▶ **Instructions for the task**
Review the material and extract every line in which the word "PathBuf" occurs.

▶ **Records supplied**
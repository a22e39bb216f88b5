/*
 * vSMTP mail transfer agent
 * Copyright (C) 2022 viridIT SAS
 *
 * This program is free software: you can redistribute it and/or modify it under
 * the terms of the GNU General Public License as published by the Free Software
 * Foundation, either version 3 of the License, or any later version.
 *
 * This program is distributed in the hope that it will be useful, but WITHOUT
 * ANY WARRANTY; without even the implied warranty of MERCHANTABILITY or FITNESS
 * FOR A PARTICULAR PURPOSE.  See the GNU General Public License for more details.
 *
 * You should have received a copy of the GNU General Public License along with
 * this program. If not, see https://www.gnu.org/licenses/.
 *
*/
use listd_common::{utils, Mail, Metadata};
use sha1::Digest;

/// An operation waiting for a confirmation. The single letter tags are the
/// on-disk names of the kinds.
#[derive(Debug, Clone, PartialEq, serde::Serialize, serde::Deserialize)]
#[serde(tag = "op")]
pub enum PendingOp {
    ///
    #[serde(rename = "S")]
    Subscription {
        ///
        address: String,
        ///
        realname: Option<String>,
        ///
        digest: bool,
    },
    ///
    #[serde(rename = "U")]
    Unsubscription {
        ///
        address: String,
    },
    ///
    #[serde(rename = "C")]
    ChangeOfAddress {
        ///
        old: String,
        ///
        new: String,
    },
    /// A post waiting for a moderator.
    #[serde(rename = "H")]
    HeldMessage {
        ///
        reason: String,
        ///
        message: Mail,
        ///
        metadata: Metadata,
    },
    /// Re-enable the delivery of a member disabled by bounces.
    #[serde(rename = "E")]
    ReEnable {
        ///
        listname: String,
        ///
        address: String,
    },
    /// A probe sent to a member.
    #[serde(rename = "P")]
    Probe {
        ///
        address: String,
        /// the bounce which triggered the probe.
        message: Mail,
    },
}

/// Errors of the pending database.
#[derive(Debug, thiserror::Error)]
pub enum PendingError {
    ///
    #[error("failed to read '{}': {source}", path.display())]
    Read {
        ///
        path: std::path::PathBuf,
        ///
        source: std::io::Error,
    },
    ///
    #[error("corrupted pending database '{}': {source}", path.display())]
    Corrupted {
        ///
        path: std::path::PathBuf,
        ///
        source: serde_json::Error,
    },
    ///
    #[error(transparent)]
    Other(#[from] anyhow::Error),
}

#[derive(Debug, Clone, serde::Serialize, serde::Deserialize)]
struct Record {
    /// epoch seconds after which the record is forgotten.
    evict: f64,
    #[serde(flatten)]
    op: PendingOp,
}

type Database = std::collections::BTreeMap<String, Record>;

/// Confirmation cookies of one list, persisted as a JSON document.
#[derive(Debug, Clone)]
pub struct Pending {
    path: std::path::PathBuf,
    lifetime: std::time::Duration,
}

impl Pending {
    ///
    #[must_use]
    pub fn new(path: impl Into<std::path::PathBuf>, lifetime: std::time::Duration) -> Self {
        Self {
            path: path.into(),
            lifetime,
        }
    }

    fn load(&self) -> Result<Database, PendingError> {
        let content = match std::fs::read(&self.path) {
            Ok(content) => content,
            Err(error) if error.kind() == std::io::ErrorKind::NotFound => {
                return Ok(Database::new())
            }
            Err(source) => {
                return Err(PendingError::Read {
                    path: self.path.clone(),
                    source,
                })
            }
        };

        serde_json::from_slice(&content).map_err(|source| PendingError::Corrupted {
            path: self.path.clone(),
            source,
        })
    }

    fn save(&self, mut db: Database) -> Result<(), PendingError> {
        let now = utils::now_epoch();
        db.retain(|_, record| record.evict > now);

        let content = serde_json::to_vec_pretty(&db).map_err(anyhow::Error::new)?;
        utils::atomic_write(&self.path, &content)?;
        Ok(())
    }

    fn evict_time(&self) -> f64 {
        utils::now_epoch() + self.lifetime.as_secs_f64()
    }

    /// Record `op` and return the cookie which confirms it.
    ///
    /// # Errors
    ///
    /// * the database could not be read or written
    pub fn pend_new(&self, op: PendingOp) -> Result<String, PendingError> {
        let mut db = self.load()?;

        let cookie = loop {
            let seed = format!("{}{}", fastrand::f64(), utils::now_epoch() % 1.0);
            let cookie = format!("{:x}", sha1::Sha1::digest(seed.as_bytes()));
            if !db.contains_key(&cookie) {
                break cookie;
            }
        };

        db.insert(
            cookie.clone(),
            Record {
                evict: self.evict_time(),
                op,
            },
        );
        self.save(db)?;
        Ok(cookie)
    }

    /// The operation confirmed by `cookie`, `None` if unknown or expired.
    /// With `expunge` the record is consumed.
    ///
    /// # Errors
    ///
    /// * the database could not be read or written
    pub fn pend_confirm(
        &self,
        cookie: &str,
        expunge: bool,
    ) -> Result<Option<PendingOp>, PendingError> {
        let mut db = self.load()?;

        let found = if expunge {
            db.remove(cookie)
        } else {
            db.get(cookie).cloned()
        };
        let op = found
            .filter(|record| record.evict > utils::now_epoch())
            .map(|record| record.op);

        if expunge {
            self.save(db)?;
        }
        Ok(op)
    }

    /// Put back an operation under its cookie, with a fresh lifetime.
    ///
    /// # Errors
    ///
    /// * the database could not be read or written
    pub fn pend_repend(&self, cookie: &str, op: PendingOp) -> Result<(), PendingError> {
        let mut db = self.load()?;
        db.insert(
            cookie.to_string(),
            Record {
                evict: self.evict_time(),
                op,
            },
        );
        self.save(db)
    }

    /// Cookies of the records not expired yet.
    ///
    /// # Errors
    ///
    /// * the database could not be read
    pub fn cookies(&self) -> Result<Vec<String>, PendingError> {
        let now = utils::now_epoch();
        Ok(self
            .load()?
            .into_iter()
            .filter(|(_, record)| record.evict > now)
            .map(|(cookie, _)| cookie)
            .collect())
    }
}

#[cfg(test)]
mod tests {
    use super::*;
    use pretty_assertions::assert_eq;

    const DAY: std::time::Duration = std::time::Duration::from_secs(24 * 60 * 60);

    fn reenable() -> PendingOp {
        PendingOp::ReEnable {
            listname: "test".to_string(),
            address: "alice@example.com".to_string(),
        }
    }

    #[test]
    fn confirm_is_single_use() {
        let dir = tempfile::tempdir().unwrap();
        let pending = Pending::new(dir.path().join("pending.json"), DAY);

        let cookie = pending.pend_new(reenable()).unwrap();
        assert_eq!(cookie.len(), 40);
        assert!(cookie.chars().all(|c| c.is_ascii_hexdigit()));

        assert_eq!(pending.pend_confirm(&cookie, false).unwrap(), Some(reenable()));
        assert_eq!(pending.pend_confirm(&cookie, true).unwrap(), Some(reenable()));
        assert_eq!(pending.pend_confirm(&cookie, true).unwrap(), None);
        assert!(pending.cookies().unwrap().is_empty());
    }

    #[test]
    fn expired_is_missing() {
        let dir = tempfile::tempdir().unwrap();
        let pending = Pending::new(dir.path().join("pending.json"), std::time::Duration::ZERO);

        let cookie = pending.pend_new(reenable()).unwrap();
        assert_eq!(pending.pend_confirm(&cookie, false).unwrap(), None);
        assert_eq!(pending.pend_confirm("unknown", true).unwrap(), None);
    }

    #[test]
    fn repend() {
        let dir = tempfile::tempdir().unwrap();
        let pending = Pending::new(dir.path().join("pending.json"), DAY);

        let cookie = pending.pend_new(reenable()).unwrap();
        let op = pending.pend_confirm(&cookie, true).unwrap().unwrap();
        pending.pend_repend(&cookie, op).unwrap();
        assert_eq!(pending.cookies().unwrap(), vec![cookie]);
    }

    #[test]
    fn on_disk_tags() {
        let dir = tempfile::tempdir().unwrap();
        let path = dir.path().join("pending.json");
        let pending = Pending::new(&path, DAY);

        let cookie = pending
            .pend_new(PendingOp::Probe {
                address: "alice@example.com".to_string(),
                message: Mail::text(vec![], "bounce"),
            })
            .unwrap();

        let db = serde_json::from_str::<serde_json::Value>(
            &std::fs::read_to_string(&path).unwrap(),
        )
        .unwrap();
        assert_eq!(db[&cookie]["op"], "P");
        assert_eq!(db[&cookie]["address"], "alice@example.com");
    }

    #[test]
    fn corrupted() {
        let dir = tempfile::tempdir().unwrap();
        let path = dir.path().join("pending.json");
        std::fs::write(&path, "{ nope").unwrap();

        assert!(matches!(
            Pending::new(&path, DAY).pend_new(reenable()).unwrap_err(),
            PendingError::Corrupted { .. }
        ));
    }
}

* * *

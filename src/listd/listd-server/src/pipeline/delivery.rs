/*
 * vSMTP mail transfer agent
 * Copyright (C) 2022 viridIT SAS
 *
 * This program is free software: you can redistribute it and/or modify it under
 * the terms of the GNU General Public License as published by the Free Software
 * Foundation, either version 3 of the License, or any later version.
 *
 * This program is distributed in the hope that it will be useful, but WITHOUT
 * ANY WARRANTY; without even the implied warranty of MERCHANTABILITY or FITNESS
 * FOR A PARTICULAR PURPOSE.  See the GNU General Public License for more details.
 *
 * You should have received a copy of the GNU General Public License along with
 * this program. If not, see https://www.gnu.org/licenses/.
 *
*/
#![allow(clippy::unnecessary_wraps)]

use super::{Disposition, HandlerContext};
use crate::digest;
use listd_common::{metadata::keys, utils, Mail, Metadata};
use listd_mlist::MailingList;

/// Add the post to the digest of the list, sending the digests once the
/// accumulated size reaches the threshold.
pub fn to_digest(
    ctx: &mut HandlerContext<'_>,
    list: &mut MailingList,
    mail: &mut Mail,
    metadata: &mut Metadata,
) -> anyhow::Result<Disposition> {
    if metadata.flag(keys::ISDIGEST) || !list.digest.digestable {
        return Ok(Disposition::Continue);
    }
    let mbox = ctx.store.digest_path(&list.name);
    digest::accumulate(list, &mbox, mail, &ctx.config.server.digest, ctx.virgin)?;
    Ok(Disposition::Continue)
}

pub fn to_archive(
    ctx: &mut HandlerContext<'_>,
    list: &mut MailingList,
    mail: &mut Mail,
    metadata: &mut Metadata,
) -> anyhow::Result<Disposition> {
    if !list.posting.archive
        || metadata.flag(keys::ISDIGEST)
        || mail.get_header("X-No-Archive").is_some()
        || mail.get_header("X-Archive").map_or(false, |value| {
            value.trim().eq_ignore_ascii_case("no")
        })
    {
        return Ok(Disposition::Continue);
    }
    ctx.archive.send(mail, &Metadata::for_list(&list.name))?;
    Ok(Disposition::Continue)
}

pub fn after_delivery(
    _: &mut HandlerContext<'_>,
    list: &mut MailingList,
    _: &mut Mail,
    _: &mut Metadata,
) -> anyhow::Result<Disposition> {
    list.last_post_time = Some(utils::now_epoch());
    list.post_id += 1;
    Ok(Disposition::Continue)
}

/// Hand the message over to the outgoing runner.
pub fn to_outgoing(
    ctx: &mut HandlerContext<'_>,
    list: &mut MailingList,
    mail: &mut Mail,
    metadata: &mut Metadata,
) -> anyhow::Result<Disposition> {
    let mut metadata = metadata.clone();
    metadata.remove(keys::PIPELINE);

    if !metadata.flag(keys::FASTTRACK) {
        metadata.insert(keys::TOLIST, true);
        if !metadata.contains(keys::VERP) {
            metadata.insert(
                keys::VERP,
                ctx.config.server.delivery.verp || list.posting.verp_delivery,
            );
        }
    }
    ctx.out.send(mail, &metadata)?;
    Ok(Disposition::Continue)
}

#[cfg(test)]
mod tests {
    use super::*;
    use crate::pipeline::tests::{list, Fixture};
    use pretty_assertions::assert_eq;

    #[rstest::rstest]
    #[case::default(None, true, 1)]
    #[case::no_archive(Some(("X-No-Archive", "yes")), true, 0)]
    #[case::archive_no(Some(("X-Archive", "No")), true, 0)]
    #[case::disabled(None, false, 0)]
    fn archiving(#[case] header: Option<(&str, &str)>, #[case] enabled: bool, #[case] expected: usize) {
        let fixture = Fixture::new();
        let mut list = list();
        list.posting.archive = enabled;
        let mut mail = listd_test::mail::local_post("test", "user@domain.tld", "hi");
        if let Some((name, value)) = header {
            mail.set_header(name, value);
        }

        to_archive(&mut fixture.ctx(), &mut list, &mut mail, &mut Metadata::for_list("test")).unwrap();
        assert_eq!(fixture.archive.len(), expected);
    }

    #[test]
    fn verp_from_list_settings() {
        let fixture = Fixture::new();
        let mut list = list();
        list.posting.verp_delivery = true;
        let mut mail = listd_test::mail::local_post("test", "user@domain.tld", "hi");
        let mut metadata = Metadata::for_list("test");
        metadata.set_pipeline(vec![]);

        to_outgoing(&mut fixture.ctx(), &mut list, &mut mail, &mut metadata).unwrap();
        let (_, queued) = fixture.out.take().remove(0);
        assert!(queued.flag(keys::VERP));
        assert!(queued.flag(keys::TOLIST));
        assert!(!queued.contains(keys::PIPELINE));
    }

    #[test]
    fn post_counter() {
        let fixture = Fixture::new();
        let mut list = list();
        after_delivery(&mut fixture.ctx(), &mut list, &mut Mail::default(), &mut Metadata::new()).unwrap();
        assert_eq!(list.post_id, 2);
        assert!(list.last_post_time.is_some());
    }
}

▶ **Output**
        path: std::path::PathBuf,
        path: std::path::PathBuf,
    path: std::path::PathBuf,
    pub fn new(path: impl Into<std::path::PathBuf>, lifetime: std::time::Duration) -> Self {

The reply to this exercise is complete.